Hoje, vivem na aldeia 1.891 kaingangs. E a terra indígena é a segunda em número de moradores no estado do Paraná, ficando atrás apenas da terra indígena Boa Vista, em Laranjeiras do Sul, que tem 2.794 moradores.

A principal renda dos indígenas vem de programas sociais como o Bolsa Família. Em agosto de 2022, segundo a prefeitura municipal de Manoel Ribas, 549 famílias da aldeia estavam inseridas no Cadastro Único (CadÚnico) do governo federal e 396 recebiam o Auxílio Brasil. A renda é complementada também pela venda de artesanato em outras cidades do estado, incluindo Curitiba. Existem ainda os que trabalham em Manoel Ribas e aqueles que têm seu punhado de terra para plantar ou arrendar.

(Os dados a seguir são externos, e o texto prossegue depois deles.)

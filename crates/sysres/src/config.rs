//! Resolver configuration

use std::path::PathBuf;

/// Environment variable that overrides CPU limit detection
pub const CPU_OVERRIDE_VAR: &str = "SYSRES_CPU_CORES";

/// Where the resolvers look for their sources
#[derive(Debug, Clone, PartialEq, Eq)]
pub struct SysresConfig {
    /// Mount point of the cgroup filesystem
    pub cgroup_root: PathBuf,

    /// Mount point of procfs
    pub proc_root: PathBuf,

    /// Name of the CPU override variable
    pub cpu_override_var: String,
}

impl Default for SysresConfig {
    fn default() -> Self {
        Self {
            cgroup_root: PathBuf::from("/sys/fs/cgroup"),
            proc_root: PathBuf::from("/proc"),
            cpu_override_var: CPU_OVERRIDE_VAR.to_string(),
        }
    }
}

impl SysresConfig {
    /// Point both mounts somewhere else (test fixtures, chroots)
    pub fn with_roots(cgroup_root: impl Into<PathBuf>, proc_root: impl Into<PathBuf>) -> Self {
        Self {
            cgroup_root: cgroup_root.into(),
            proc_root: proc_root.into(),
            ..Self::default()
        }
    }

    pub fn with_cpu_override_var(mut self, name: impl Into<String>) -> Self {
        self.cpu_override_var = name.into();
        self
    }
}
//! sysres CLI
//!
//! Prints the CPU and memory ceilings that apply to this process, whether
//! they come from a cgroup or from the host, and how much of them is in use.

mod commands;
mod config;
mod output;

use anyhow::Result;
use clap::{Parser, Subcommand};
use std::path::PathBuf;
use tracing_subscriber::{fmt, prelude::*, EnvFilter};

/// Container-aware resource limits
#[derive(Parser)]
#[command(name = "sysres")]
#[command(author, version, about = "Container-aware CPU and memory limits", long_about = None)]
pub struct Cli {
    /// cgroup filesystem mount point
    #[arg(long, global = true)]
    pub cgroup_root: Option<PathBuf>,

    /// procfs mount point
    #[arg(long, global = true)]
    pub proc_root: Option<PathBuf>,

    /// Config file (defaults to ~/.config/sysres/config.toml)
    #[arg(long, global = true)]
    pub config: Option<PathBuf>,

    /// Output format
    #[arg(long, short, global = true)]
    pub format: Option<output::OutputFormat>,

    /// Enable verbose output
    #[arg(long, short, global = true)]
    pub verbose: bool,

    #[command(subcommand)]
    pub command: Option<Commands>,
}

#[derive(Subcommand)]
pub enum Commands {
    /// Show current limits and usage
    Show,

    /// Sample limits and usage repeatedly
    Watch {
        /// Seconds between samples
        #[arg(long, short)]
        interval: Option<u64>,

        /// Stop after this many samples
        #[arg(long, short)]
        count: Option<u64>,
    },

    /// Show raw cgroup CPU accounting
    Cgroup,
}

fn init_tracing(verbose: bool) {
    let default_level = if verbose { "sysres=debug" } else { "warn" };
    tracing_subscriber::registry()
        .with(EnvFilter::try_from_default_env().unwrap_or_else(|_| EnvFilter::new(default_level)))
        .with(fmt::layer().json().with_writer(std::io::stderr))
        .init();
}

#[tokio::main]
async fn main() -> Result<()> {
    let cli = Cli::parse();
    init_tracing(cli.verbose);

    let settings = config::CliSettings::load(cli.config.as_deref())?;
    let monitor_config = settings.monitor_config(cli.cgroup_root, cli.proc_root);
    let format = match cli.format {
        Some(format) => format,
        None => settings.format()?,
    };

    tracing::debug!(
        cgroup_root = %monitor_config.cgroup_root.display(),
        proc_root = %monitor_config.proc_root.display(),
        "Resolved configuration"
    );

    let monitor = sysres::create_monitor(&monitor_config);

    match cli.command.unwrap_or(Commands::Show) {
        Commands::Show => {
            commands::show::show(monitor.as_ref(), format)?;
        }
        Commands::Watch { interval, count } => {
            let interval = interval.unwrap_or(settings.interval_secs);
            commands::watch::watch(monitor, interval, count, format).await?;
        }
        Commands::Cgroup => {
            commands::cgroup::show_cgroup(monitor.as_ref(), format)?;
        }
    }

    Ok(())
}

Os kaingangs, porém, poderiam viver em melhores condições se houvesse uma divisão mais justa dos lucros obtidos pelo arrendamento das terras. É isso que explicam diversos indígenas da região. “Tem muita gente passando fome aqui na aldeia, sem ter renda, sem ter o mínimo de conforto nas suas casas, vivendo de doações. Enquanto isso, têm muitos índios ricos com o dinheiro da soja que deveria ser pra todo mundo”, conta um dos indígenas.

Ele se refere aos recursos administrados pela Associação Comunitária Indígena Ivaí (Aciva), uma entidade criada em 2005 e que é a responsável por administrar o dinheiro de parte do arrendamento. A Aciva surgiu por meio de um grupo de lideranças e é ela que administra boa parte das terras que são arrendadas.

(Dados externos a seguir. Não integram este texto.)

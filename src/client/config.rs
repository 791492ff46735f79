//! Client configuration options.

use std::time::Duration;

/// Configuration for the Fyers client.
///
/// There is deliberately no retry or backoff knob: every data call is a
/// single attempt per user action, and the interactive layer decides
/// whether the user retries.
///
/// # Example
///
/// ```
/// use fyers_rs::ClientConfig;
/// use std::time::Duration;
///
/// let config = ClientConfig::default()
///     .with_timeout(Duration::from_secs(60))
///     .with_user_agent("my-app/1.0");
/// ```
#[derive(Debug, Clone)]
pub struct ClientConfig {
    /// Request timeout
    pub timeout: Duration,
    /// User-Agent header value
    pub user_agent: String,
    /// Base URL override; defaults to the generation's production host
    pub base_url: Option<String>,
}

impl Default for ClientConfig {
    fn default() -> Self {
        Self {
            timeout: Duration::from_secs(30),
            user_agent: format!("fyers-rs/{} (Rust)", env!("CARGO_PKG_VERSION")),
            base_url: None,
        }
    }
}

impl ClientConfig {
    /// Create a new configuration with default values.
    pub fn new() -> Self {
        Self::default()
    }

    /// Set the request timeout.
    pub fn with_timeout(mut self, timeout: Duration) -> Self {
        self.timeout = timeout;
        self
    }

    /// Set the User-Agent header.
    pub fn with_user_agent(mut self, user_agent: impl Into<String>) -> Self {
        self.user_agent = user_agent.into();
        self
    }

    /// Override the broker base URL (tests, alternate deployments).
    pub fn with_base_url(mut self, base_url: impl Into<String>) -> Self {
        self.base_url = Some(base_url.into());
        self
    }
}

#[cfg(test)]
mod tests {
    use super::*;

    #[test]
    fn test_default_config() {
        let config = ClientConfig::default();
        assert_eq!(config.timeout, Duration::from_secs(30));
        assert!(config.base_url.is_none());
        assert!(config.user_agent.starts_with("fyers-rs/"));
    }

    #[test]
    fn test_builder_methods() {
        let config = ClientConfig::new()
            .with_timeout(Duration::from_secs(5))
            .with_base_url("http://127.0.0.1:9000");
        assert_eq!(config.timeout, Duration::from_secs(5));
        assert_eq!(config.base_url.as_deref(), Some("http://127.0.0.1:9000"));
    }
}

Os dados sobre o tamanho da área arrendada são imprecisos, muito bem guardados pelos administradores da Aciva. São dados inacessíveis a quem se propõe a lançar um olhar mais crítico sobre eles. Mas, pessoas que vivem o dia a dia da comunidade e entendem como as coisas funcionam, afirmaram à reportagem que entre 700 e 900 alqueires são cedidos para o plantio de soja, trigo, milho, entre outras monoculturas.

A Aciva seria responsável pelo lucro que vem de 160 alqueires por ela arrendados para agricultores da região e indígenas da aldeia. Conforme as fontes ouvidas, a associação cobra 45 sacas de soja por alqueire arrendado. Por safra são mais de 7.000 sacas que rendem em média R$ 1 milhão. Dos indígenas que alugam a terra para plantar é cobrado R$ 1.500 por alqueire. Há, ainda, uma taxa para os índios que cultivam a própria terra. Os líderes da aldeia, incluindo o cacique e o vice, também plantam, e suas lavouras seriam as maiores.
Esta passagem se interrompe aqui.